_PROMPT_
Go to the line holding "filename apps/api/tests/repository_integration.rs" in the entries below and write out exactly every line down to and including the line holding "alongside grievance mutations.".

Data excerpts:
• • • • • • •

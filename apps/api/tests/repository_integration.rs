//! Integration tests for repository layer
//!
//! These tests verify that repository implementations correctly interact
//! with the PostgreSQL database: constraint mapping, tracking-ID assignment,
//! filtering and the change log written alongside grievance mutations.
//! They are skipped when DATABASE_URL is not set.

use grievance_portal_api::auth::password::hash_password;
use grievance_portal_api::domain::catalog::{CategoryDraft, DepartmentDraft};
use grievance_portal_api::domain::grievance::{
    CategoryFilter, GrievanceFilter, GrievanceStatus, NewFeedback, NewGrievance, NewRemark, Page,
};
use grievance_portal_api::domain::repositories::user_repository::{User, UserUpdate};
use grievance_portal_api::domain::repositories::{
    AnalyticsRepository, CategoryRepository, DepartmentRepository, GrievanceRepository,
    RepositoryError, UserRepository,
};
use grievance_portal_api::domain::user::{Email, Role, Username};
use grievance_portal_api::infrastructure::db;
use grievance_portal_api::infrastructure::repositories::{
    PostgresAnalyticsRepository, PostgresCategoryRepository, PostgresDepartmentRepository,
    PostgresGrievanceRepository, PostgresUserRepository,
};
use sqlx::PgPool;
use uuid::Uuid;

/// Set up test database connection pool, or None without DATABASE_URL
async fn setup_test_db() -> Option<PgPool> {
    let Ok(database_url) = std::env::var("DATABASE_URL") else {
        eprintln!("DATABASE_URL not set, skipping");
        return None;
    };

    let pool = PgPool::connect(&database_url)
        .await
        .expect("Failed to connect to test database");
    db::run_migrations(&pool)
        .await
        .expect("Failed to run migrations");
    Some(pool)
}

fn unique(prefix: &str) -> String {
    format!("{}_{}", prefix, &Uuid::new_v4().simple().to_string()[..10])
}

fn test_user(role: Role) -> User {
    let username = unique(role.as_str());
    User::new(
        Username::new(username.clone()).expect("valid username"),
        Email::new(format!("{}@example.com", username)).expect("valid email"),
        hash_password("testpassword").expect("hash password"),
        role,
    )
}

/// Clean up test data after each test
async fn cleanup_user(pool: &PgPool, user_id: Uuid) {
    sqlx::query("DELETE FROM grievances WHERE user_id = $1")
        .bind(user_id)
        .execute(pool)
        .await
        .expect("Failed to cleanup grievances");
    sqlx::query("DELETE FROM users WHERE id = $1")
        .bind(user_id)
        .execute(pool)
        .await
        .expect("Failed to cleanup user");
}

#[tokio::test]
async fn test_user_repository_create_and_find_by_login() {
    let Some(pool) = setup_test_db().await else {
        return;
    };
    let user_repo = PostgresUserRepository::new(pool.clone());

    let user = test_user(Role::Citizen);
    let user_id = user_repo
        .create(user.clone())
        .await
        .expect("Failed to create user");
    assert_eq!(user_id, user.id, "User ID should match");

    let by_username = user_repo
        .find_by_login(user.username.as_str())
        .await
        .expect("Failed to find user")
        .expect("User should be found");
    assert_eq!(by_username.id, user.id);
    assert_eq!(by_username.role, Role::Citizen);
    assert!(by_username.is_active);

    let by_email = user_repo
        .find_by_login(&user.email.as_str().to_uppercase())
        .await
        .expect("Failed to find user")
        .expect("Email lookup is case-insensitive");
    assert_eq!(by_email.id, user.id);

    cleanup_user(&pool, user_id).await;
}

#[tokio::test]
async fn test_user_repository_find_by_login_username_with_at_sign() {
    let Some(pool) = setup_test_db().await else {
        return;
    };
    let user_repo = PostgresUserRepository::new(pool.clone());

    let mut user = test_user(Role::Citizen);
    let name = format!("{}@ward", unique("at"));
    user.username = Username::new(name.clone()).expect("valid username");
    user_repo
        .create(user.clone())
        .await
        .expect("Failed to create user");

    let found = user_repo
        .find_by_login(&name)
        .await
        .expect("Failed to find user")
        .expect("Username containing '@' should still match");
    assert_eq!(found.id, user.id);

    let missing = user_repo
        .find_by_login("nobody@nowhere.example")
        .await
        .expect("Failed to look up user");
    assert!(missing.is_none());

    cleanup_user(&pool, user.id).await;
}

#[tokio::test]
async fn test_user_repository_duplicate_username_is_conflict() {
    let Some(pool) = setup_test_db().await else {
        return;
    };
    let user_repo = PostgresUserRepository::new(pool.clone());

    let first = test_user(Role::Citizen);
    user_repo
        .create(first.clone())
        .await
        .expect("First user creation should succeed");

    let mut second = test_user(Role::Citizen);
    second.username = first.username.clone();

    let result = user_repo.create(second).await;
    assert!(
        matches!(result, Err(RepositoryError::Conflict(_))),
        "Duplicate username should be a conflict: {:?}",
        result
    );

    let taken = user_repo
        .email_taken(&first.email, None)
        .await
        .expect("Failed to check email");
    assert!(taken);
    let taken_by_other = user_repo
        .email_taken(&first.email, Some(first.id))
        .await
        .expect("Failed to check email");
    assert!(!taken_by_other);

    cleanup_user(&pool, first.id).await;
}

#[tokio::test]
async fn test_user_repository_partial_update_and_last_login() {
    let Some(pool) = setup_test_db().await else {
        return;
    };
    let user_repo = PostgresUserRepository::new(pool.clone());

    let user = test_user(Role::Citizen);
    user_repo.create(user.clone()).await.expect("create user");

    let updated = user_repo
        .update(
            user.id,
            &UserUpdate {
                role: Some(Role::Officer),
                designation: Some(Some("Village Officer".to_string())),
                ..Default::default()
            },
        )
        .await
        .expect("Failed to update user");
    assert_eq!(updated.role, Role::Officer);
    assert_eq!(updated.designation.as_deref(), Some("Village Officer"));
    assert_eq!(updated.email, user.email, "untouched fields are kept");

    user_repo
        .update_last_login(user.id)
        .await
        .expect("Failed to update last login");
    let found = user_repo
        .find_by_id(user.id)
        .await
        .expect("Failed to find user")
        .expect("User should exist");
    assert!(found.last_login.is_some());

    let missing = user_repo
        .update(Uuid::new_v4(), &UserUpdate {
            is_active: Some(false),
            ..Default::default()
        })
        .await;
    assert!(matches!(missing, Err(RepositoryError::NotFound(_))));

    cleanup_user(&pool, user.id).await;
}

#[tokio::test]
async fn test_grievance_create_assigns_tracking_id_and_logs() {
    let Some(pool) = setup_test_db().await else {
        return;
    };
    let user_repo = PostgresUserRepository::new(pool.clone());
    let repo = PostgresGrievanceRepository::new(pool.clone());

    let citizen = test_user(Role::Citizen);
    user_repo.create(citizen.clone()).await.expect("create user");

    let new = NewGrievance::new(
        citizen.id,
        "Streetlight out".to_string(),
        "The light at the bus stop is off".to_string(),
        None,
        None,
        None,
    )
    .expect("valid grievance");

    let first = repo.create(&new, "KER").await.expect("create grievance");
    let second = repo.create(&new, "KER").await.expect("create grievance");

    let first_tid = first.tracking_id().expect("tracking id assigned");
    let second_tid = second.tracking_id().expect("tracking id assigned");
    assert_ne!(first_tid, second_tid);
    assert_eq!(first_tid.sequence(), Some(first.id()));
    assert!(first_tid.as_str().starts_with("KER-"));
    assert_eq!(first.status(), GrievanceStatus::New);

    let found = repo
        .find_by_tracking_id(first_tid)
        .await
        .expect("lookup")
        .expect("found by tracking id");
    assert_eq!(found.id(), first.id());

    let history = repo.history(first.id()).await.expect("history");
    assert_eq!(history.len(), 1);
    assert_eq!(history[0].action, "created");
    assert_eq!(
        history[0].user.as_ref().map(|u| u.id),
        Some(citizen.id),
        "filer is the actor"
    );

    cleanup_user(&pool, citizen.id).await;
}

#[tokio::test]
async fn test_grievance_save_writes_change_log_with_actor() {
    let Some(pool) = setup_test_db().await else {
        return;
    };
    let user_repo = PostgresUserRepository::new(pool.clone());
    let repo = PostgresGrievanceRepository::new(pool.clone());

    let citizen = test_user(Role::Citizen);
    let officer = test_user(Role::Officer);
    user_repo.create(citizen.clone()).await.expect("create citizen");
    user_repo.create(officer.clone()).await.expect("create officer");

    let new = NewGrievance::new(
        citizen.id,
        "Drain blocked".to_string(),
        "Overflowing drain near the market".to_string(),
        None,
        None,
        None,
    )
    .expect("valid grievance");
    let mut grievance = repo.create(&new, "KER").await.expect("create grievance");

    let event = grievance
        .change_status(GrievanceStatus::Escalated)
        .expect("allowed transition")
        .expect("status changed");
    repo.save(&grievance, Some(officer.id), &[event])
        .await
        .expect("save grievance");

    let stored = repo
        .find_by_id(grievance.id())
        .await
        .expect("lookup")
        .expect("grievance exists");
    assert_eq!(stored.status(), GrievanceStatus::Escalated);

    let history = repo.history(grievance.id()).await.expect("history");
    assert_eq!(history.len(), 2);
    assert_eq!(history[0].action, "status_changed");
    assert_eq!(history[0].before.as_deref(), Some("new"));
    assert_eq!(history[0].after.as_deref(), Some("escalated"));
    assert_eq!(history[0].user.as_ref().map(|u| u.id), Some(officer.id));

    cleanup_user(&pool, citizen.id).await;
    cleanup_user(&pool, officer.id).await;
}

• • • • • • •

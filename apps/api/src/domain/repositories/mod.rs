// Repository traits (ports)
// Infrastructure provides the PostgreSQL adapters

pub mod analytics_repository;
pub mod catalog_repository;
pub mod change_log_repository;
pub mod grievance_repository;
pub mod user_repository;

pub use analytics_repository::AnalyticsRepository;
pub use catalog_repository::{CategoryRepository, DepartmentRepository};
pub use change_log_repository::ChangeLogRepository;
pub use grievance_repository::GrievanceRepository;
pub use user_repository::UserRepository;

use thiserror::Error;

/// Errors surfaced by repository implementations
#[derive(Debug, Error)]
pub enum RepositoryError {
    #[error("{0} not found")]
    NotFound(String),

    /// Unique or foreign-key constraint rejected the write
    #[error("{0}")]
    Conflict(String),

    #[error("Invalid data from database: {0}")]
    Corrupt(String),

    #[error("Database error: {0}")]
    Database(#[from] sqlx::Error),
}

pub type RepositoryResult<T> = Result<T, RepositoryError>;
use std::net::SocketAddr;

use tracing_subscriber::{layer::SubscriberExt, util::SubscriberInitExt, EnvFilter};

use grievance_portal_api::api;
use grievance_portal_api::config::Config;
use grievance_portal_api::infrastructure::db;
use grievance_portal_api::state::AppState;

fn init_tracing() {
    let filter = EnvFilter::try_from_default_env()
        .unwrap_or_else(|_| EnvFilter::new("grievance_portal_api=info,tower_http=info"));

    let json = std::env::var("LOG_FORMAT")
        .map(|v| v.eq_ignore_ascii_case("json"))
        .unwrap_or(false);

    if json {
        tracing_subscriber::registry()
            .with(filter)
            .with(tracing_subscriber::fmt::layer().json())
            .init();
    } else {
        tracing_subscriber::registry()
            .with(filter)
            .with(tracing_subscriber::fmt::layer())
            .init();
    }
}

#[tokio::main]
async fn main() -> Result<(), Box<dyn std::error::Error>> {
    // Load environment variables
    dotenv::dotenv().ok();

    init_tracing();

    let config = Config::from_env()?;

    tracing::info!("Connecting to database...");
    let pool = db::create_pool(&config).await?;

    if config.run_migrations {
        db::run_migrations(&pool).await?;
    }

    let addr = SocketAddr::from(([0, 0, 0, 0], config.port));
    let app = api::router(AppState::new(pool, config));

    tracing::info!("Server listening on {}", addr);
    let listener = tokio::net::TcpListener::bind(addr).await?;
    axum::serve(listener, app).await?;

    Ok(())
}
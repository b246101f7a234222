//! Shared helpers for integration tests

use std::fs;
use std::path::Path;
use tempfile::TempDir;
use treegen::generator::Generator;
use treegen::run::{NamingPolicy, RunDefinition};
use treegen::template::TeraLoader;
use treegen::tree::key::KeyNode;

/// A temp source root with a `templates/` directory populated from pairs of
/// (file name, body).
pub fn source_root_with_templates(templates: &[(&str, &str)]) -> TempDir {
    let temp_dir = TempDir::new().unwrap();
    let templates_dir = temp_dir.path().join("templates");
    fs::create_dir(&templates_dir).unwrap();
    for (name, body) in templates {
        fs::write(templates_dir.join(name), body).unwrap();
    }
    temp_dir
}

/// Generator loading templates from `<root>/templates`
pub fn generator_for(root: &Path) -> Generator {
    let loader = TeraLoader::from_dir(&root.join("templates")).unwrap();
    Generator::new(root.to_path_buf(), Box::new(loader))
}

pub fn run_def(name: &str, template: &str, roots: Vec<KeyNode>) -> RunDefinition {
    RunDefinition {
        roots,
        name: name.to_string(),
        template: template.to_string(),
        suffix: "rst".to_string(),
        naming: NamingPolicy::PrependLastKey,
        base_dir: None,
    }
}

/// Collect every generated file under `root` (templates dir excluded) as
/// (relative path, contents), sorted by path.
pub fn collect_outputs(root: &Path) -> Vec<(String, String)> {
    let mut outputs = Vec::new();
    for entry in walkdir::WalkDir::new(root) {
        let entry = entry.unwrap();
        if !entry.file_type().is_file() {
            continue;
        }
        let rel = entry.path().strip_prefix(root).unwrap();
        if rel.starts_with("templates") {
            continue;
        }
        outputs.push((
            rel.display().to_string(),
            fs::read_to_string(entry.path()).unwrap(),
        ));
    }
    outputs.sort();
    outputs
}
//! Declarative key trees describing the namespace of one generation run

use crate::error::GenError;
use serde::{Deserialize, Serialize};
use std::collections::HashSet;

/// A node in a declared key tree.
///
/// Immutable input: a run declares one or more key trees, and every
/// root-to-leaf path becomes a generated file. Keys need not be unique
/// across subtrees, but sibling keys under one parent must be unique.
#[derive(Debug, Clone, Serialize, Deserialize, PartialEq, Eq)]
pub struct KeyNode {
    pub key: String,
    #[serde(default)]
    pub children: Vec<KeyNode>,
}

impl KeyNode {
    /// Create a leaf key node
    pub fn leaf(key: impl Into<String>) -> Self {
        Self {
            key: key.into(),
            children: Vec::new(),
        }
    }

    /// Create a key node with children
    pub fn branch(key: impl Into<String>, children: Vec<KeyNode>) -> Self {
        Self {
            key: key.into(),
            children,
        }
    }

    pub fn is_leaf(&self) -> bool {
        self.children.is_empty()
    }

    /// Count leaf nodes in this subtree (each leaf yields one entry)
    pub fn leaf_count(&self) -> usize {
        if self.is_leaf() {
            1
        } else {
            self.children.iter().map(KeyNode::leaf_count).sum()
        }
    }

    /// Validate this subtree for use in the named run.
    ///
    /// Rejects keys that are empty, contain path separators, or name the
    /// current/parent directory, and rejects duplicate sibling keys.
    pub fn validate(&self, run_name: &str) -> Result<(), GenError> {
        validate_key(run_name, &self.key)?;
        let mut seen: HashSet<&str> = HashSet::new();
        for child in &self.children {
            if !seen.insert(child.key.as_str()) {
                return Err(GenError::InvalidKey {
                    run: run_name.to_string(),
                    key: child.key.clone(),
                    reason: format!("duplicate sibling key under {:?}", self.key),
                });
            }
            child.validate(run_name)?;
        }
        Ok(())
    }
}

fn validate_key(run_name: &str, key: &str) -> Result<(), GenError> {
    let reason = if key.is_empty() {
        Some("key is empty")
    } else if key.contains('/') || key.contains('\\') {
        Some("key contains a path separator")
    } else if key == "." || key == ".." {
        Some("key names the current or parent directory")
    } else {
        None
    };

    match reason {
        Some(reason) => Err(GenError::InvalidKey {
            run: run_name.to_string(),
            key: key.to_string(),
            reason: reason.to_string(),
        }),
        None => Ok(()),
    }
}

• • • • • • •

_REPLY TO THE EXERCISE_
filename apps/api/tests/repository_integration.rs
//! Integration tests for repository layer
//!
//! These tests verify that repository implementations correctly interact
//! with the PostgreSQL database: constraint mapping, tracking-ID assignment,
//! filtering and the change log written alongside grievance mutations.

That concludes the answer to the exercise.